In the children’s drama ‘The Tiger Rising’, a lonely boy whose mother has recently passed away finds a spiritual ally when he discovers a caged tiger in a forest behind his home in rural Florida.
Rob (Christian Convery) is a shy 12-year-old whose skin condition has made him a target for his classmates. They call him, in an example of the film’s tasteless affections, Disease Boy.
Rob comes across the tiger while wandering the forest alone, but the quiet boy is an unlikely companion for such a wild creature. It’s only when he befriends a feisty new student named Sistine (Madalen Mills) that Rob’s fantasy begins to grow.

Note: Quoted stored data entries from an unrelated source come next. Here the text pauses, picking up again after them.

//! Dictionary-backed spell checking for English tokens.
//!
//! The cleaning pipeline only needs two questions answered: is a word known,
//! and what is the best replacement for an unknown one. [`DictionaryChecker`]
//! is that seam; [`FrequencyChecker`] answers it from a word list with
//! optional frequencies.

use std::collections::HashMap;
use std::fs::File;
use std::io::{BufRead, BufReader};
use std::path::Path;

use log::debug;

use crate::error::Result;
use crate::spelling::levenshtein::bounded_distance;

/// A source of known words and replacement suggestions.
pub trait DictionaryChecker: Send + Sync {
    /// Whether `word` is spelled correctly.
    fn is_known(&self, word: &str) -> bool;

    /// The best replacement for `word`, if there is one.
    fn suggest(&self, word: &str) -> Option<String>;

    /// Name of this checker, for logging.
    fn name(&self) -> &'static str;
}

/// A word list with frequencies, suggesting by bounded edit distance.
#[derive(Debug, Clone, Default)]
pub struct FrequencyChecker {
    words: HashMap<String, u32>,
    max_distance: usize,
}

impl FrequencyChecker {
    /// Create an empty checker.
    pub fn new() -> Self {
        FrequencyChecker {
            words: HashMap::new(),
            max_distance: 2,
        }
    }

    /// Set the maximum edit distance for suggestions.
    pub fn with_max_distance(mut self, max_distance: usize) -> Self {
        self.max_distance = max_distance;
        self
    }

    /// Create a checker from words, each with frequency 1.
    pub fn from_words<I, S>(words: I) -> Self
    where
        I: IntoIterator<Item = S>,
        S: AsRef<str>,
    {
        let mut checker = FrequencyChecker::new();
        for word in words {
            checker.increment_word(word.as_ref());
        }
        checker
    }

    /// Add a word with the given frequency.
    pub fn add_word(&mut self, word: &str, frequency: u32) {
        self.words.insert(word.to_lowercase(), frequency);
    }

    /// Increment the frequency of a word by 1.
    pub fn increment_word(&mut self, word: &str) {
        *self.words.entry(word.to_lowercase()).or_insert(0) += 1;
    }

    /// Get the frequency of a word.
    pub fn frequency(&self, word: &str) -> u32 {
        self.words.get(&word.to_lowercase()).copied().unwrap_or(0)
    }

    /// Get the number of distinct words.
    pub fn word_count(&self) -> usize {
        self.words.len()
    }

    /// Load a word list.
    ///
    /// Each line is either `word` or `word frequency`. Lines holding anything
    /// but letters in the word position are ignored.
    pub fn load_from_file<P: AsRef<Path>>(path: P) -> Result<Self> {
        let mut checker = FrequencyChecker::new();
        let reader = BufReader::new(File::open(path.as_ref())?);

        for line in reader.lines() {
            let line = line?;
            let mut parts = line.split_whitespace();
            let Some(word) = parts.next() else {
                continue;
            };
            if !word.chars().all(|c| c.is_alphabetic()) {
                continue;
            }
            match parts.next().and_then(|f| f.parse::<u32>().ok()) {
                Some(frequency) => checker.add_word(word, frequency),
                None => checker.increment_word(word),
            }
        }

        debug!(
            "Loaded {} dictionary words from {}",
            checker.word_count(),
            path.as_ref().display()
        );
        Ok(checker)
    }
}

impl DictionaryChecker for FrequencyChecker {
    fn is_known(&self, word: &str) -> bool {
        self.words.contains_key(&word.to_lowercase())
    }

    /// Closest word by edit distance, then highest frequency, then alphabetically.
    fn suggest(&self, word: &str) -> Option<String> {
        let word = word.to_lowercase();

        self.words
            .iter()
            .filter_map(|(candidate, &frequency)| {
                bounded_distance(&word, candidate, self.max_distance)
                    .map(|distance| (distance, frequency, candidate))
            })
            .min_by(|a, b| {
                a.0.cmp(&b.0)
                    .then_with(|| b.1.cmp(&a.1))
                    .then_with(|| a.2.cmp(b.2))
            })
            .map(|(_, _, candidate)| candidate.clone())
    }

    fn name(&self) -> &'static str {
        "frequency"
    }
}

Loneliness binds the two outcasts and together they find an outlet for their frustrations by visiting the tiger. They want to release the animal, even if it’s against the advice of the only adult Rob and Sistine trust, Willie May (Queen Latifah), a maid the children consider to be a prophet.
Director and screenwriter Ray Giarratana mixes elements of whimsy and childhood desire in ‘The Tiger Rising’, based on Kate DiCamillo’s book, with drawings that come to life and vivid dreams of tigers running wild. The fantasy scenes provide the film with ephemeral energy. But the imagination is short-lived, as the film seems to wring every drop of sentiment from the scenes of lonely dreamers.
Here children are angels conquering demons, black women are endowed with extraterrestrial wisdom and tigers are symbols of spiritual emancipation. The metaphors are so obvious that the film becomes trapped in its own cage of archetypes and clichés, and unlike the tiger, no champion opens the gates to a more original cinematic world.
The tiger that rises
Rated PG. Running time: 1 hour 42 minutes. Rent or buy on Apple TV, Google Play and other streaming platforms and pay TV providers.